A ambos acusa Agosti de analizar el problema de la identidad colectiva a partir de un «metafísica telúrica del ser nacional», amputando toda referencia a las relaciones sociales reales como puntos de partida para cualquier explicación cultural. Denuncia que, de esta manera, tanto el nacionalismo como el liberalismo caen en un perimido determinismo geográfico a partir del cual explican nuestra tendencia a la soledad como esencialidad del «ser nacional», al margen y en una amputación de la noción de cambio en el proceso histórico concreto. En esos planteos coincidieron —según Agosti— tanto un representante del liberalismo, como Mallea, como uno del nacionalismo, como Scalabrini Ortiz (1982, pp. 87 y 254).
En particular, la crítica de Agosti al nacionalismo viene desarrollada a partir de la teoría de las «dos Argentinas» que ellos sustentaban. Para los nacionalistas, existía una Argentina de Córdoba al norte, penetrando Bolivia hasta el corazón del continente, que sería la indígena, la verdaderamente americana; y otra, la de la «pampa gringa», que aparecería «injertándose sobre el tronco» de nuestra nacionalidad.
Dentro de esta lectura ubicó a su vez dos tendencias: una que pretendió el entronque con aquel pasado indígena y otra que valorizó la raíz hispánica. Advierte, sin embargo, que ambas coinciden en puntos claves: primero, el irracionalismo y la intuición como camino para encontrar una esencialidad argentina inmodificable que habría que descifrar; segundo, la mirada sobre el pasado argentino en el que rechazan el proceso iniciado en Mayo, la generación del 37 y al laicismo del 80, y al mismo tiempo rescatan a los caudillos como representantes de las masas populares; y tercero, la visualización general que hacen del proceso inmigratorio como un elemento de negatividad en la conformación de la identidad nacional.

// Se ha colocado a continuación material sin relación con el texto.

// Shared fixtures for in-crate tests.

use crate::load::RawTable;
use crate::normalize::{normalize, CaseTable};
use anyhow::Result;
use std::io::{Cursor, Write};
use tempfile::NamedTempFile;
use tracing_subscriber::{EnvFilter, FmtSubscriber};
use zip::write::FileOptions;
use zip::CompressionMethod;

pub(crate) fn init_test_logging() {
    let subscriber = FmtSubscriber::builder()
        .with_env_filter(
            EnvFilter::try_from_default_env()
                .unwrap_or_else(|_| EnvFilter::new("info,casedash=debug")),
        )
        .with_test_writer()
        .finish();
    let _ = tracing::subscriber::set_global_default(subscriber);
}

/// Cell kinds the fixture workbook knows how to write.
#[derive(Debug, Clone, Copy)]
pub(crate) enum FixtureCell<'a> {
    Text(&'a str),
    Number(f64),
    /// Excel serial number formatted with the built-in `dd/mm/yyyy` style.
    Date(f64),
    Empty,
}

/// Builds a small but structurally real `.xlsx` file for the workbook reader.
pub(crate) struct WorkbookFixture<'a> {
    sheets: Vec<(&'a str, Vec<Vec<FixtureCell<'a>>>)>,
}

impl<'a> WorkbookFixture<'a> {
    pub(crate) fn new() -> Self {
        Self { sheets: Vec::new() }
    }

    pub(crate) fn sheet(mut self, name: &'a str, rows: Vec<Vec<FixtureCell<'a>>>) -> Self {
        self.sheets.push((name, rows));
        self
    }

    pub(crate) fn write(&self) -> Result<NamedTempFile> {
        let mut shared: Vec<String> = Vec::new();
        let mut sheet_xml = Vec::new();
        for (_, rows) in &self.sheets {
            sheet_xml.push(worksheet_xml(rows, &mut shared));
        }

        let mut buf = Vec::new();
        {
            let mut zip = zip::ZipWriter::new(Cursor::new(&mut buf));
            let options: FileOptions<'_, ()> =
                FileOptions::default().compression_method(CompressionMethod::Deflated);

            zip.start_file("[Content_Types].xml", options)?;
            zip.write_all(self.content_types_xml().as_bytes())?;
            zip.start_file("_rels/.rels", options)?;
            zip.write_all(ROOT_RELS_XML.as_bytes())?;
            zip.start_file("xl/workbook.xml", options)?;
            zip.write_all(self.workbook_xml().as_bytes())?;
            zip.start_file("xl/_rels/workbook.xml.rels", options)?;
            zip.write_all(self.rels_xml().as_bytes())?;
            zip.start_file("xl/sharedStrings.xml", options)?;
            zip.write_all(shared_strings_xml(&shared).as_bytes())?;
            zip.start_file("xl/styles.xml", options)?;
            zip.write_all(STYLES_XML.as_bytes())?;
            for (idx, xml) in sheet_xml.iter().enumerate() {
                zip.start_file(format!("xl/worksheets/sheet{}.xml", idx + 1), options)?;
                zip.write_all(xml.as_bytes())?;
            }
            zip.finish()?;
        }

        let mut tmp = tempfile::Builder::new().suffix(".xlsx").tempfile()?;
        tmp.write_all(&buf)?;
        tmp.flush()?;
        Ok(tmp)
    }

    fn content_types_xml(&self) -> String {
        let overrides: String = (1..=self.sheets.len())
            .map(|n| {
                format!(
                    r#"<Override PartName="/xl/worksheets/sheet{}.xml" ContentType="application/vnd.openxmlformats-officedocument.spreadsheetml.worksheet+xml"/>"#,
                    n
                )
            })
            .collect();
        format!(
            r#"<?xml version="1.0" encoding="UTF-8" standalone="yes"?>
<Types xmlns="http://schemas.openxmlformats.org/package/2006/content-types"><Default Extension="rels" ContentType="application/vnd.openxmlformats-package.relationships+xml"/><Default Extension="xml" ContentType="application/xml"/><Override PartName="/xl/workbook.xml" ContentType="application/vnd.openxmlformats-officedocument.spreadsheetml.sheet.main+xml"/><Override PartName="/xl/sharedStrings.xml" ContentType="application/vnd.openxmlformats-officedocument.spreadsheetml.sharedStrings+xml"/><Override PartName="/xl/styles.xml" ContentType="application/vnd.openxmlformats-officedocument.spreadsheetml.styles+xml"/>{}</Types>"#,
            overrides
        )
    }

    fn workbook_xml(&self) -> String {
        let sheets: String = self
            .sheets
            .iter()
            .enumerate()
            .map(|(idx, (name, _))| {
                format!(
                    r#"<sheet name="{}" sheetId="{}" r:id="rId{}"/>"#,
                    escape(name),
                    idx + 1,
                    idx + 1
                )
            })
            .collect();
        format!(
            r#"<?xml version="1.0" encoding="UTF-8" standalone="yes"?>
<workbook xmlns="http://schemas.openxmlformats.org/spreadsheetml/2006/main" xmlns:r="http://schemas.openxmlformats.org/officeDocument/2006/relationships"><sheets>{}</sheets></workbook>"#,
            sheets
        )
    }

    fn rels_xml(&self) -> String {
        let rels: String = (1..=self.sheets.len())
            .map(|n| {
                format!(
                    r#"<Relationship Id="rId{}" Type="http://schemas.openxmlformats.org/officeDocument/2006/relationships/worksheet" Target="worksheets/sheet{}.xml"/>"#,
                    n, n
                )
            })
            .collect();
        format!(
            r#"<?xml version="1.0" encoding="UTF-8" standalone="yes"?>
<Relationships xmlns="http://schemas.openxmlformats.org/package/2006/relationships">{}</Relationships>"#,
            rels
        )
    }
}

const ROOT_RELS_XML: &str = r#"<?xml version="1.0" encoding="UTF-8" standalone="yes"?>
<Relationships xmlns="http://schemas.openxmlformats.org/package/2006/relationships"><Relationship Id="rId1" Type="http://schemas.openxmlformats.org/officeDocument/2006/relationships/officeDocument" Target="xl/workbook.xml"/></Relationships>"#;

const STYLES_XML: &str = r#"<?xml version="1.0" encoding="UTF-8" standalone="yes"?>
<styleSheet xmlns="http://schemas.openxmlformats.org/spreadsheetml/2006/main"><cellXfs count="2"><xf numFmtId="0"/><xf numFmtId="14" applyNumberFormat="1"/></cellXfs></styleSheet>"#;

fn worksheet_xml(rows: &[Vec<FixtureCell<'_>>], shared: &mut Vec<String>) -> String {
    let mut body = String::new();
    for (r, row) in rows.iter().enumerate() {
        body.push_str(&format!(r#"<row r="{}">"#, r + 1));
        for (c, cell) in row.iter().enumerate() {
            let reference = format!("{}{}", column_letters(c), r + 1);
            match cell {
                FixtureCell::Text(s) => {
                    let idx = match shared.iter().position(|x| x == s) {
                        Some(idx) => idx,
                        None => {
                            shared.push(s.to_string());
                            shared.len() - 1
                        }
                    };
                    body.push_str(&format!(r#"<c r="{}" t="s"><v>{}</v></c>"#, reference, idx));
                }
                FixtureCell::Number(n) => {
                    body.push_str(&format!(r#"<c r="{}"><v>{}</v></c>"#, reference, n))
                }
                FixtureCell::Date(n) => {
                    body.push_str(&format!(r#"<c r="{}" s="1"><v>{}</v></c>"#, reference, n))
                }
                FixtureCell::Empty => {}
            }
        }
        body.push_str("</row>");
    }
    format!(
        r#"<?xml version="1.0" encoding="UTF-8" standalone="yes"?>
<worksheet xmlns="http://schemas.openxmlformats.org/spreadsheetml/2006/main"><sheetData>{}</sheetData></worksheet>"#,
        body
    )
}

fn shared_strings_xml(shared: &[String]) -> String {
    let items: String = shared
        .iter()
        .map(|s| format!(r#"<si><t xml:space="preserve">{}</t></si>"#, escape(s)))
        .collect();
    format!(
        r#"<?xml version="1.0" encoding="UTF-8" standalone="yes"?>
<sst xmlns="http://schemas.openxmlformats.org/spreadsheetml/2006/main" count="{n}" uniqueCount="{n}">{}</sst>"#,
        items,
        n = shared.len()
    )
}

fn column_letters(mut idx: usize) -> String {
    let mut letters = Vec::new();
    loop {
        letters.push((b'A' + (idx % 26) as u8) as char);
        if idx < 26 {
            break;
        }
        idx = idx / 26 - 1;
    }
    letters.iter().rev().collect()
}

fn escape(s: &str) -> String {
    s.replace('&', "&amp;")
        .replace('<', "&lt;")
        .replace('>', "&gt;")
        .replace('"', "&quot;")
}

/// Builds a [`RawTable`] from string literals; `None` is an empty cell.
pub(crate) fn raw_table(headers: &[&str], rows: &[&[Option<&str>]]) -> RawTable {
    RawTable {
        headers: headers.iter().map(|h| h.to_string()).collect(),
        rows: rows
            .iter()
            .map(|row| row.iter().map(|c| c.map(str::to_string)).collect())
            .collect(),
    }
}

/// The spreadsheet as court staff export it: Portuguese headers, one duplicated case,
/// a bad date, padded text and literal "nan"/"None" strings.
pub(crate) fn sample_raw() -> RawTable {
    raw_table(
        &[
            "Número do Processo",
            "Etiquetas",
            "Prioridade",
            "Data de Distribuição",
            "Local de Ocorrência",
            "Bairro/Localidade",
            "Órgão Julgador",
        ],
        &[
            &[
                Some("0800123-45.2021.8.18.0055"),
                Some("Medida Protetiva"),
                Some("Alta"),
                Some("15/03/2021"),
                Some("Zona Urbana - Inhuma"),
                Some("Centro"),
                Some("Vara Única"),
            ],
            &[
                Some("0800456-12.2022.8.18.0055"),
                None,
                Some("Normal"),
                Some("02/11/2022"),
                Some("Zona Rural - Inhuma"),
                Some("Povoado Bom Jesus"),
                Some("Vara Única"),
            ],
            &[
                Some("0800789-33.2022.8.18.0055"),
                Some("Inquérito"),
                Some("Alta"),
                Some("20/11/2022"),
                Some("Zona Urbana - Lagoa do Sítio"),
                Some("Centro"),
                Some("Vara Única"),
            ],
            &[
                Some("0800123-45.2021.8.18.0055"),
                Some("Duplicada"),
                Some("Normal"),
                Some("16/03/2021"),
                Some("Zona Rural - Inhuma"),
                Some("Centro"),
                Some("Vara Única"),
            ],
            &[
                Some("0800999-01.2023.8.18.0055"),
                None,
                Some("  Alta "),
                Some("not a date"),
                Some("Zona Urbana"),
                None,
                None,
            ],
            &[
                Some("0801000-77.2023.8.18.0055"),
                Some("nan"),
                Some("None"),
                Some("05/01/2023"),
                None,
                Some("Centro"),
                None,
            ],
        ],
    )
}

pub(crate) fn sample_cases() -> CaseTable {
    normalize(sample_raw()).expect("sample table normalizes")
}
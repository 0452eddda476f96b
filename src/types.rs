//! Core types for imagegen-dl

use serde::{Deserialize, Serialize};

/// A single image produced by the remote endpoint
///
/// Images travel on the wire as base64-encoded payloads; this type keeps the
/// payload in that form so it can be handed straight to hosts that render
/// data URIs, while [`data_uri`](GeneratedImage::data_uri) builds the
/// browser-ready string on demand.
#[derive(Clone, Debug, PartialEq, Eq, Serialize, Deserialize)]
pub struct GeneratedImage {
    /// Base64-encoded image bytes, exactly as returned by the endpoint
    pub base64_data: String,

    /// MIME type reported by the endpoint (default: "image/png")
    pub mime_type: String,

    /// Zero-based index of the batch this image arrived in
    pub batch: usize,
}

impl GeneratedImage {
    /// Render the image as a `data:` URI suitable for direct display
    pub fn data_uri(&self) -> String {
        format!("data:{};base64,{}", self.mime_type, self.base64_data)
    }
}

/// Aspect ratio requested for generated images
///
/// The endpoint takes no structured size parameter; the ratio is expressed
/// as a descriptive clause prepended to the prompt.
#[derive(Clone, Copy, Debug, Default, PartialEq, Eq, Serialize, Deserialize)]
#[serde(rename_all = "snake_case")]
pub enum AspectRatio {
    /// 1:1 square output (default)
    #[default]
    Square,
    /// 16:9 cinematic widescreen output
    Widescreen,
    /// 9:16 vertical portrait output
    Portrait,
}

impl AspectRatio {
    /// The prompt clause describing this ratio
    pub fn prompt_clause(&self) -> &'static str {
        match self {
            AspectRatio::Square => "a photo in a square aspect ratio. ",
            AspectRatio::Widescreen => "a photo in a cinematic, widescreen aspect ratio. ",
            AspectRatio::Portrait => "a photo in a vertical, portrait aspect ratio. ",
        }
    }
}

/// Options shaping the final prompt sent to the image endpoint
#[derive(Clone, Debug, Default, Serialize, Deserialize)]
pub struct PromptOptions {
    /// Optional style name woven into the prompt (e.g. "Watercolor")
    #[serde(default)]
    pub style: Option<String>,

    /// Aspect ratio for the generated images (None = config default)
    #[serde(default)]
    pub aspect_ratio: Option<AspectRatio>,
}

/// Event emitted during a generation run
///
/// Multiple subscribers are supported via the broadcast channel on
/// [`ImageGenerator`](crate::ImageGenerator); hosts typically bind a progress
/// display to [`Progress`](Event::Progress) and a gallery to the final
/// [`GenerationOutcome`](crate::GenerationOutcome).
#[derive(Clone, Debug, Serialize, Deserialize)]
#[serde(tag = "type", rename_all = "snake_case")]
pub enum Event {
    /// A generation run has started
    GenerationStarted {
        /// Total images requested for this run
        total_requested: u32,
        /// Number of batch requests the run will issue
        num_batches: u32,
    },

    /// A batch request is about to be issued
    BatchStarted {
        /// Zero-based batch index
        batch: usize,
        /// Number of images requested in this batch
        requested: u32,
    },

    /// A batch completed and its images were appended to the accumulator
    Progress {
        /// Images accumulated so far across all completed batches
        images_ready: u32,
        /// Total images requested for this run
        total_requested: u32,
    },

    /// A batch succeeded but returned no images; the run continues
    BatchEmpty {
        /// Zero-based batch index
        batch: usize,
    },

    /// A batch failed after exhausting its retry budget; the run halts
    BatchFailed {
        /// Zero-based batch index
        batch: usize,
        /// Description of the failure
        error: String,
    },

    /// The run finished (all batches attempted, or halted on failure)
    GenerationComplete {
        /// Images accumulated across the whole run
        images_ready: u32,
        /// Number of batch requests that succeeded
        batches_completed: usize,
    },
}

/// Final outcome of one generation run
///
/// Always carries whatever was accumulated before any failure: a run that
/// hard-fails on batch 2 of 3 still returns batch 1's images, with
/// [`error`](GenerationOutcome::error) describing why the rest were not
/// fetched. Errors are data here, never a panic or an `Err` return — the
/// host is always left with an inspectable partial result.
#[derive(Clone, Debug, Default, Serialize, Deserialize)]
pub struct GenerationOutcome {
    /// Accumulated images, in batch issuance order then producer order
    pub images: Vec<GeneratedImage>,

    /// Number of batch requests that succeeded (empty batches included)
    pub batches_completed: usize,

    /// Why the run halted early, if it did
    pub error: Option<String>,
}

impl GenerationOutcome {
    /// True if every planned batch request succeeded
    pub fn is_complete(&self) -> bool {
        self.error.is_none()
    }
}
/// Top-level handle for batched image generation
///
/// Construction validates the configuration and builds the HTTP client.
/// The handle is cheap to clone-by-reference via `Arc` in the host; all
/// methods take `&self` and no state is carried across runs, so a single
/// handle can serve many generation requests (strictly one at a time per
/// call, never concurrently within one call).
///
/// # Example
///
/// ```no_run
/// use imagegen_dl::{Config, ImageGenerator, PromptOptions};
///
/// #[tokio::main]
/// async fn main() -> Result<(), Box<dyn std::error::Error>> {
///     let mut config = Config::default();
///     config.api.api_key = "your-api-key".to_string();
///
///     let generator = ImageGenerator::new(config)?;
///
///     // Subscribe to progress events
///     let mut events = generator.subscribe();
///     tokio::spawn(async move {
///         while let Ok(event) = events.recv().await {
///             println!("Event: {:?}", event);
///         }
///     });
///
///     let outcome = generator
///         .generate("a red fox in the snow", 10, &PromptOptions::default())
///         .await?;
///     println!("got {} images", outcome.images.len());
///     Ok(())
/// }
/// ```
pub struct ImageGenerator {
    config: Config,
    backend: Arc<dyn GenerativeBackend>,
    event_tx: tokio::sync::broadcast::Sender<Event>,
}
//! Prompt composition and text-model instructions
//!
//! The image endpoint takes no structured style or size parameters, so both
//! are expressed as descriptive clauses prepended to the user's prompt.
//! Translation and enhancement are plain instructions to the text model that
//! ask for the rewritten text and nothing else.

use crate::types::{AspectRatio, PromptOptions};

/// Build the final prompt sent to the image endpoint
///
/// Layout: optional style prefix (`in the style of {style}. `), then the
/// aspect-ratio clause, then the user's prompt text.
pub fn compose_prompt(prompt: &str, options: &PromptOptions, default_ratio: AspectRatio) -> String {
    let style_prefix = match options.style.as_deref() {
        Some(style) if !style.trim().is_empty() => format!("in the style of {style}. "),
        _ => String::new(),
    };
    let ratio = options.aspect_ratio.unwrap_or(default_ratio);
    format!("{style_prefix}{}{prompt}", ratio.prompt_clause())
}

/// Instruction asking the text model to translate a prompt to English
pub(crate) fn translation_instruction(text: &str) -> String {
    format!("Translate the following text to English, returning only the translated text: \"{text}\"")
}

/// Instruction asking the text model to rewrite a prompt more descriptively
pub(crate) fn enhancement_instruction(text: &str) -> String {
    format!(
        "Improve the following image generation prompt to make it more descriptive and detailed, returning only the improved text. The prompt is: \"{text}\""
    )
}

/// Strip one pair of wrapping double quotes from a model reply
///
/// Text models often echo the quoting used in the instruction; a leading and
/// a trailing quote are each removed independently if present.
pub(crate) fn strip_wrapping_quotes(text: &str) -> &str {
    let text = text.strip_prefix('"').unwrap_or(text);
    text.strip_suffix('"').unwrap_or(text)
}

Las críticas de Agosti reconocen también tres ejes. Primero, que al abordar el tema de lo nacional y lo extranjero obvian realizar un análisis histórico que explique el entrelazamiento de intereses entre la oligarquía terrateniente y el imperialismo e incluso que no puedan entender que tanto la política liberal como la de Rosas «coinciden, efectivamente, en hacer de Buenos Aires el puerto único al servicio de los intereses comerciales de una minoría oligárquica» (1959, p.56). En segundo lugar, señalaba su rasgo populista al considerar que todo lo que hacen las masas está bien o debe ser aceptado sin más y de allí deducen como popular a los «señores» quienes defienden sus «privilegios feudales» por más que se mimeticen con los sectores populares en sus vestimentas y en otros códigos culturales secundarios.
El tercer rasgo —que, en rigor, es tal vez el eje de la preocupación de Agosti— era el papel y la función del gringaje en la conformación de la identidad nacional. Este era para Agosti un dato insoslayable, objetivo para cualquier análisis de la cultura: siguiendo a Korn, afirmaba que fueron el sudor y el esperma del gringo los que transformaron al país, a tal punto que su incorporación mezcló sangre, tradiciones, costumbres, perfiles psicológicos, lenguas y culturas que plasmaron esta nueva nacionalidad. Pero no solo eso, sino que fue el aporte cultural de los «gringos» lo que permitió la formación de los primeros sindicatos y el arribo con ellos del marxismo.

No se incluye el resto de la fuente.